Interview de Steve Masson propositions

Roselyne de La Renaudière, de l’association IF Provence, est professeur de S.V.T. en lycée et anime un atelier de méthodologie en 5ème et 2nde, sous le regard de la Gestion Mentale. Elle a interrogé pour la Lettr,e en juin 2018, Steve Masson, à l’occasion d’un stage de niveau 2 qu’il animait alors à Aix-en-Provence.

Quelques mots sur Steve Masson :

Steve Masson est professeur en Sciences de l’Education à l’Université du Québec à Montréal. Il intervient régulièrement pour IF Provence depuis la 1ère rencontre entre la Gestion mentale et la neuroéducation, lors d’une journée intitulée « Neuroéducation – Gestion mentale : regards croisés sur l’apprentissage » le 5 juillet 2014.

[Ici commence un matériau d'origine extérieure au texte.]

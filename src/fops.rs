//! Filesystem primitives shared by the ISMR and RINEX passes.
use std::fs::{remove_file, File};
use std::io::{copy, BufReader, BufWriter, Write};
use std::path::{Path, PathBuf};

use flate2::{read::GzDecoder, write::GzEncoder, Compression};
use walkdir::WalkDir;

/// Lists immediate sub-directories of `dir`, in filesystem order.
pub fn subdirectories(dir: &Path) -> Vec<PathBuf> {
    WalkDir::new(dir)
        .min_depth(1)
        .max_depth(1)
        .into_iter()
        .filter_map(|e| e.ok())
        .filter(|e| e.path().is_dir())
        .map(|e| e.path().to_path_buf())
        .collect()
}

/// Lists files directly inside `dir` whose name ends with `suffix`
/// (case sensitive). An empty match is an empty list, never an error.
pub fn matching_files(dir: &Path, suffix: &str) -> Vec<PathBuf> {
    WalkDir::new(dir)
        .min_depth(1)
        .max_depth(1)
        .into_iter()
        .filter_map(|e| e.ok())
        .filter(|e| e.path().is_file())
        .filter(|e| e.file_name().to_string_lossy().ends_with(suffix))
        .map(|e| e.path().to_path_buf())
        .collect()
}

/// Compresses `path` in place: produces `<path>.gz` then removes the
/// original. An existing `<path>.gz` is overwritten.
pub fn gzip_file(path: &Path) -> std::io::Result<PathBuf> {
    let mut target = path.as_os_str().to_owned();
    target.push(".gz");
    let target = PathBuf::from(target);

    let mut reader = BufReader::new(File::open(path)?);
    let mut encoder = GzEncoder::new(
        BufWriter::new(File::create(&target)?),
        Compression::default(),
    );
    copy(&mut reader, &mut encoder)?;
    encoder.finish()?.flush()?;

    remove_file(path)?;
    Ok(target)
}

/// Decompresses `path` (a `.gz` archive) in place: produces the file with
/// the `.gz` suffix stripped, then removes the archive.
pub fn gunzip_file(path: &Path) -> std::io::Result<PathBuf> {
    let target = path.with_extension("");

    let mut decoder = GzDecoder::new(BufReader::new(File::open(path)?));
    let mut writer = BufWriter::new(File::create(&target)?);
    copy(&mut decoder, &mut writer)?;
    writer.flush()?;

    remove_file(path)?;
    Ok(target)
}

Un 1er niveau de 4 jours « Mieux comprendre le cerveau pour mieux enseigner : une introduction à la neuroéducation » est proposé à Aix depuis 2015. Il a été complété en juin 2018 par un niveau 2 «Aider les élèves à optimiser le fonctionnement de leur cerveau pour favoriser leur réussite scolaire et leur apprentissage ».  

Roselyne : Steve, nous vous remercions d’être une fois de plus parmi nous, qu’est-ce qui fait que vous venez régulièrement sur Aix, quelles sont vos motivations ?

Steve : En tant que professeur à l’Université du Québec à Montréal, je fais de la recherche et je souhaite que celle-ci soit diffusée et qu’elle puisse être utilisée. Je souhaite découvrir de nouvelles choses, en découvrir plus sur le fonctionnement cérébral et en éducation, mais principalement c’est d’aider les élèves qui m’intéresse et la meilleure façon de les aider c’est de passer par les intervenants et les enseignants. C’est donc pour cela que je me déplace et que je fais ces formations aux enseignants.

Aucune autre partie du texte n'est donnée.